Your goal:
Please repeat, from the entries that follow, the lines from the one containing "if let Some(schema)" through the one containing "async fn get_document(&self, collection: &str, id: &str)" exactly, adding nothing.

================

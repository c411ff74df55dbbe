use std::sync::Arc;

use bson::doc;
use serde_json::json;
use wiremock::{
    Mock, MockServer, ResponseTemplate,
    matchers::{body_json, header, method, path, query_param},
};

use docgate_core::{
    client::{ClientConnector, CollectionOptions, DocumentClient},
    descriptor::parse_descriptor,
    error::DocumentStoreError,
    query::{FindOptions, format_query},
};
use docgate_rest::{MAX_PAGE_SIZE, RestConnector, TOKEN_HEADER};

const COLLECTIONS: &str = "/api/rest/v2/namespaces/ks1/collections";

async fn connect(server: &MockServer) -> Arc<dyn DocumentClient> {
    let descriptor = parse_descriptor(&format!("{}/ks1?applicationToken=tok1", server.uri())).unwrap();

    RestConnector::new().connect(&descriptor).await.unwrap()
}

#[tokio::test]
async fn create_collection_posts_the_name_and_schema() {
    let server = MockServer::start().await;
    let schema = json!({ "type": "object", "properties": { "name": { "type": "string" } } });

    Mock::given(method("POST"))
        .and(path(COLLECTIONS))
        .and(header(TOKEN_HEADER, "tok1"))
        .and(body_json(json!({ "name": "carts" })))
        .respond_with(ResponseTemplate::new(201))
        .expect(1)
        .mount(&server)
        .await;
    Mock::given(method("PUT"))
        .and(path(format!("{}/carts/json-schema", COLLECTIONS)))
        .and(body_json(schema.clone()))
        .respond_with(ResponseTemplate::new(200).set_body_json(schema.clone()))
        .expect(1)
        .mount(&server)
        .await;

    connect(&server)
        .await
        .create_collection("carts", &CollectionOptions::default().with_json_schema(schema))
        .await
        .unwrap();
}

#[tokio::test]
async fn list_collections_reads_names() {
    let server = MockServer::start().await;
    Mock::given(method("GET"))
        .and(path(COLLECTIONS))
        .and(query_param("raw", "true"))
        .respond_with(ResponseTemplate::new(200).set_body_json(json!([
            { "name": "carts", "upgradeAvailable": false },
            { "name": "orders", "upgradeAvailable": false },
        ])))
        .mount(&server)
        .await;

    let names = connect(&server).await.list_collections().await.unwrap();

    assert_eq!(names, vec!["carts", "orders"]);
}

#[tokio::test]
async fn drop_of_a_missing_collection_is_reported() {
    let server = MockServer::start().await;
    Mock::given(method("DELETE"))
        .and(path(format!("{}/carts", COLLECTIONS)))
        .respond_with(ResponseTemplate::new(404))
        .mount(&server)
        .await;

    let err = connect(&server).await.drop_collection("carts").await.unwrap_err();

    assert!(matches!(err, DocumentStoreError::CollectionNotFound(name) if name == "carts"));
}

#[tokio::test]
async fn documents_are_written_by_id() {
    let server = MockServer::start().await;
    Mock::given(method("PUT"))
        .and(path(format!("{}/carts/c1", COLLECTIONS)))
        .and(header(TOKEN_HEADER, "tok1"))
        .and(body_json(json!({ "_id": "c1", "name": "My Cart", "total": 25 })))
        .respond_with(ResponseTemplate::new(200).set_body_json(json!({ "documentId": "c1" })))
        .expect(1)
        .mount(&server)
        .await;

    connect(&server)
        .await
        .insert_document("carts", "c1", doc! { "_id": "c1", "name": "My Cart", "total": 25 })
        .await
        .unwrap();
}

#[tokio::test]
async fn get_document_maps_not_found_to_none() {
    let server = MockServer::start().await;
    Mock::given(method("GET"))
        .and(path(format!("{}/carts/c1", COLLECTIONS)))
        .respond_with(ResponseTemplate::new(200).set_body_json(json!({ "name": "My Cart" })))
        .mount(&server)
        .await;
    Mock::given(method("GET"))
        .and(path(format!("{}/carts/c2", COLLECTIONS)))
        .respond_with(ResponseTemplate::new(404))
        .mount(&server)
        .await;

    let client = connect(&server).await;

    assert_eq!(
        client.get_document("carts", "c1").await.unwrap(),
        Some(doc! { "name": "My Cart", "_id": "c1" })
    );
    assert_eq!(client.get_document("carts", "c2").await.unwrap(), None);
}

#[tokio::test]
async fn find_documents_sends_where_page_size_and_fields() {
    let server = MockServer::start().await;
    Mock::given(method("GET"))
        .and(path(format!("{}/carts", COLLECTIONS)))
        .and(query_param("where", r#"{"name":{"$eq":"My Cart"}}"#))
        .and(query_param("page-size", "5"))
        .and(query_param("fields", r#"["name"]"#))
        .and(query_param("raw", "true"))
        .respond_with(ResponseTemplate::new(200).set_body_json(json!({
            "c1": { "name": "My Cart" },
            "c2": { "_id": "c2", "name": "My Cart" },
        })))
        .expect(1)
        .mount(&server)
        .await;

    let options = FindOptions::builder().limit(5).fields(["name"]).build();
    let predicate = format_query(&doc! { "name": "My Cart" }, &options).unwrap();

    let found = connect(&server)
        .await
        .find_documents("carts", &predicate, &options)
        .await
        .unwrap();

    assert_eq!(
        found,
        vec![
            doc! { "name": "My Cart", "_id": "c1" },
            doc! { "_id": "c2", "name": "My Cart" },
        ]
    );
}

#[tokio::test]
async fn searches_request_at_most_one_full_page() {
    let server = MockServer::start().await;
    Mock::given(method("GET"))
        .and(path(format!("{}/carts", COLLECTIONS)))
        .and(query_param("page-size", MAX_PAGE_SIZE.to_string()))
        .respond_with(ResponseTemplate::new(200).set_body_json(json!({})))
        .expect(2)
        .mount(&server)
        .await;

    let client = connect(&server).await;
    let predicate = format_query(&doc! {}, &FindOptions::default()).unwrap();

    for options in [FindOptions::default(), FindOptions::builder().limit(500).build()] {
        let found = client.find_documents("carts", &predicate, &options).await.unwrap();
        assert!(found.is_empty());
    }
}

#[tokio::test]
async fn failures_carry_the_remote_description() {
    let server = MockServer::start().await;
    Mock::given(method("PATCH"))
        .and(path(format!("{}/carts/c1", COLLECTIONS)))
        .respond_with(ResponseTemplate::new(400).set_body_json(json!({
            "description": "Invalid JSON body",
            "code": 400,
        })))
        .mount(&server)
        .await;
    Mock::given(method("GET"))
        .and(path(COLLECTIONS))
        .respond_with(ResponseTemplate::new(503))
        .mount(&server)
        .await;

    let client = connect(&server).await;

    let err = client.patch_document("carts", "c1", doc! { "total": 1 }).await.unwrap_err();
    assert_eq!(err.to_string(), "Backend error: Invalid JSON body");

    let err = client.list_collections().await.unwrap_err();
    assert_eq!(err.to_string(), "Backend error: Request failed with status code 503");
}

#[tokio::test]
async fn patch_and_delete_of_missing_documents() {
    let server = MockServer::start().await;
    Mock::given(path(format!("{}/carts/gone", COLLECTIONS)))
        .respond_with(ResponseTemplate::new(404))
        .mount(&server)
        .await;

    let client = connect(&server).await;

    assert!(matches!(
        client.patch_document("carts", "gone", doc! { "total": 1 }).await,
        Err(DocumentStoreError::DocumentNotFound(id, _)) if id == "gone"
    ));
    client.delete_document("carts", "gone").await.unwrap();
}
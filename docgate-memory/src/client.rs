//! In-memory document client.
//!
//! This module provides a [`DocumentClient`] that keeps every keyspace
//! collection in process memory, behind async-aware read-write locks. It
//! mirrors the observable behavior of the REST client closely enough to stand
//! in for it during development and tests.

use std::{
    collections::{BTreeMap, HashMap},
    sync::Arc,
};
use async_trait::async_trait;
use mea::rwlock::RwLock;
use bson::Document;
use serde_json::Value;

use docgate_core::{
    client::{ClientConnector, CollectionOptions, DocumentClient},
    descriptor::ConnectionDescriptor,
    document::ID_FIELD,
    error::{DocumentStoreError, DocumentStoreResult},
    query::{FindOptions, Predicate},
};

use crate::evaluator::PredicateEvaluator;

type CollectionMap = BTreeMap<String, Document>;
type StoreMap = HashMap<String, CollectionMap>;


/// Thread-safe in-memory document client.
///
/// Clones share the same underlying data, so a client handed to a connection
/// through [`InMemoryConnector`] can still be inspected by the test that
/// created it.
///
/// # Behavior
///
/// - Writing a document into a missing collection creates the collection.
/// - Documents are kept ordered by id, so searches return them in id order.
/// - `fields` projections keep only the listed top-level fields.
///
/// # Example
///
/// ```ignore
/// use docgate_memory::InMemoryClient;
/// use docgate_core::client::{CollectionOptions, DocumentClient};
/// use bson::doc;
///
/// let client = InMemoryClient::new();
/// client.create_collection("carts", &CollectionOptions::default()).await?;
/// client.insert_document("carts", "c1", doc! { "name": "My Cart" }).await?;
///
/// let cart = client.get_document("carts", "c1").await?;
/// assert!(cart.is_some());
/// ```
#[derive(Default, Clone, Debug)]
pub struct InMemoryClient {
    /// collection_name -> (document_id -> document)
    store: Arc<RwLock<StoreMap>>,
    /// JSON schemas attached at collection creation
    schemas: Arc<RwLock<HashMap<String, Value>>>,
}

impl InMemoryClient {
    /// Creates a new client with no collections.
    pub fn new() -> Self {
        Self::default()
    }

    /// Returns a connector that hands out this client (sharing its data).
    pub fn connector(&self) -> InMemoryConnector {
        InMemoryConnector::new(self.clone())
    }

    /// Returns the JSON schema attached to `collection`, if any.
    pub async fn json_schema(&self, collection: &str) -> Option<Value> {
        self.schemas
            .read()
            .await
            .get(collection)
            .cloned()
    }
}


#[async_trait]
impl DocumentClient for InMemoryClient {
    async fn create_collection(&self, name: &str, options: &CollectionOptions) -> DocumentStoreResult<()> {
        self.store
            .write()
            .await
            .entry(name.to_string())
            .or_default();

        if let Some(schema) = &options.json_schema {
            self.schemas
                .write()
                .await
                .insert(name.to_string(), schema.clone());
        }

        tracing::debug!(collection = name, "created in-memory collection");

        Ok(())
    }

    async fn drop_collection(&self, name: &str) -> DocumentStoreResult<()> {
        if self.store.write().await.remove(name).is_none() {
            return Err(DocumentStoreError::CollectionNotFound(name.to_string()));
        }

        self.schemas.write().await.remove(name);

        Ok(())
    }

    async fn list_collections(&self) -> DocumentStoreResult<Vec<String>> {
        let mut names = self.store
            .read()
            .await
            .keys()
            .cloned()
            .collect::<Vec<_>>();

        names.sort();

        Ok(names)
    }

    async fn insert_document(&self, collection: &str, id: &str, mut document: Document) -> DocumentStoreResult<()> {
        if !document.contains_key(ID_FIELD) {
            document.insert(ID_FIELD, id);
        }

        self.store
            .write()
            .await
            .entry(collection.to_string())
            .or_default()
            .insert(id.to_string(), document);

        Ok(())
    }

    async fn get_document(&self, collection: &str, id: &str) -> DocumentStoreResult<Option<Document>> {
        Ok(
            self.store
                .read()
                .await
                .get(collection)
                .and_then(|collection_map| collection_map.get(id))
                .cloned()
        )
    }

    async fn find_documents(
        &self,
        collection: &str,
        predicate: &Predicate,
        options: &FindOptions,
    ) -> DocumentStoreResult<Vec<Document>> {
        let store = self.store.read().await;
        let collection_map = match store.get(collection) {
            Some(col) => col,
            None => return Ok(vec![]),
        };

        let matched = PredicateEvaluator::filter_documents(collection_map.values(), predicate)?;

        Ok(
            matched
                .into_iter()
                .take(options.limit.unwrap_or(usize::MAX))
                .map(|document| match &options.fields {
                    Some(fields) => project(document, fields),
                    None => document,
                })
                .collect()
        )
    }

    async fn patch_document(&self, collection: &str, id: &str, changes: Document) -> DocumentStoreResult<()> {
        let mut store = self.store.write().await;
        let document = store
            .get_mut(collection)
            .and_then(|collection_map| collection_map.get_mut(id))
            .ok_or_else(|| DocumentStoreError::DocumentNotFound(id.to_string(), collection.to_string()))?;

        for (field, value) in changes {
            document.insert(field, value);
        }

        Ok(())
    }

    async fn delete_document(&self, collection: &str, id: &str) -> DocumentStoreResult<()> {
        if let Some(collection_map) = self.store.write().await.get_mut(collection) {
            collection_map.remove(id);
        }

        Ok(())
    }
}

fn project(document: Document, fields: &[String]) -> Document {
    document
        .into_iter()
        .filter(|(key, _)| fields.iter().any(|field| field == key))
        .collect()
}


/// [`ClientConnector`] for [`InMemoryClient`].
///
/// Every `connect` call returns a handle onto the same data, so documents
/// survive a reconnect of the owning connection.
#[derive(Default, Clone, Debug)]
pub struct InMemoryConnector {
    client: InMemoryClient,
}

impl InMemoryConnector {
    pub fn new(client: InMemoryClient) -> Self {
        Self { client }
    }

    pub fn client(&self) -> &InMemoryClient {
        &self.client
    }
}

#[async_trait]
impl ClientConnector for InMemoryConnector {
    async fn connect(&self, descriptor: &ConnectionDescriptor) -> DocumentStoreResult<Arc<dyn DocumentClient>> {
        tracing::debug!(keyspace = descriptor.keyspace(), "attaching in-memory client");

        Ok(Arc::new(self.client.clone()))
    }
}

================

Response below:
        if let Some(schema) = &options.json_schema {
            self.schemas
                .write()
                .await
                .insert(name.to_string(), schema.clone());
        }

        tracing::debug!(collection = name, "created in-memory collection");

        Ok(())
    }

    async fn drop_collection(&self, name: &str) -> DocumentStoreResult<()> {
        if self.store.write().await.remove(name).is_none() {
            return Err(DocumentStoreError::CollectionNotFound(name.to_string()));
        }

        self.schemas.write().await.remove(name);

        Ok(())
    }

    async fn list_collections(&self) -> DocumentStoreResult<Vec<String>> {
        let mut names = self.store
            .read()
            .await
            .keys()
            .cloned()
            .collect::<Vec<_>>();

        names.sort();

        Ok(names)
    }

    async fn insert_document(&self, collection: &str, id: &str, mut document: Document) -> DocumentStoreResult<()> {
        if !document.contains_key(ID_FIELD) {
            document.insert(ID_FIELD, id);
        }

        self.store
            .write()
            .await
            .entry(collection.to_string())
            .or_default()
            .insert(id.to_string(), document);

        Ok(())
    }

    async fn get_document(&self, collection: &str, id: &str) -> DocumentStoreResult<Option<Document>> {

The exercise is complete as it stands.